DATA FOR THIS TASK:
*** Block opens ***

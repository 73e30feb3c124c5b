use ::duckdb::{params, Connection};

struct Migration {
    version: &'static str,
    sql: &'static str,
}

const MIGRATIONS: &[Migration] = &[
    Migration {
        version: "0001_series_and_values",
        sql: r#"
CREATE TABLE IF NOT EXISTS series (
    series_id TEXT PRIMARY KEY,
    provider TEXT NOT NULL,
    asset TEXT NOT NULL,
    metric TEXT NOT NULL,
    exchange TEXT,
    resolution TEXT NOT NULL,
    chart_id TEXT NOT NULL,
    updated_at TIMESTAMP NOT NULL DEFAULT CURRENT_TIMESTAMP
);

CREATE TABLE IF NOT EXISTS metric_values (
    series_id TEXT NOT NULL,
    ts_ms BIGINT NOT NULL,
    field_values TEXT NOT NULL,
    updated_at TIMESTAMP NOT NULL DEFAULT CURRENT_TIMESTAMP,
    PRIMARY KEY(series_id, ts_ms)
);

CREATE TABLE IF NOT EXISTS series_watermarks (
    series_id TEXT PRIMARY KEY,
    watermark_ms BIGINT NOT NULL,
    updated_at TIMESTAMP NOT NULL DEFAULT CURRENT_TIMESTAMP
);

CREATE TABLE IF NOT EXISTS ingest_log (
    run_id TEXT NOT NULL,
    series_id TEXT NOT NULL,
    window_start_ms BIGINT NOT NULL,
    window_end_ms BIGINT NOT NULL,
    row_count BIGINT NOT NULL,
    logged_at TIMESTAMP NOT NULL DEFAULT CURRENT_TIMESTAMP
);
"#,
    },
    Migration {
        version: "0002_indexes",
        sql: r#"
CREATE INDEX IF NOT EXISTS idx_ingest_log_series ON ingest_log(series_id, window_end_ms);
"#,
    },
    Migration {
        version: "0003_series_fields",
        sql: r#"
ALTER TABLE series ADD COLUMN IF NOT EXISTS field_names TEXT DEFAULT '[]';
"#,
    },
];

pub fn apply_migrations(connection: &Connection) -> Result<(), ::duckdb::Error> {
    connection.execute_batch(
        r#"
CREATE TABLE IF NOT EXISTS schema_migrations (
    version TEXT PRIMARY KEY,
    applied_at TIMESTAMP NOT NULL DEFAULT CURRENT_TIMESTAMP
);
"#,
    )?;

    for migration in MIGRATIONS {
        let applied_count: i64 = connection.query_row(
            "SELECT COUNT(*) FROM schema_migrations WHERE version = ?",
            params![migration.version],
            |row| row.get(0),
        )?;

        if applied_count == 0 {
            connection.execute_batch(migration.sql)?;
            connection.execute(
                "INSERT INTO schema_migrations (version) VALUES (?)",
                params![migration.version],
            )?;
        }
    }

    Ok(())
}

*** Block closes ***

TASK:
Say how many lines in the listing above include the word "BIGINT". Nothing but the number is needed.

EXERCISE SOLUTION:
5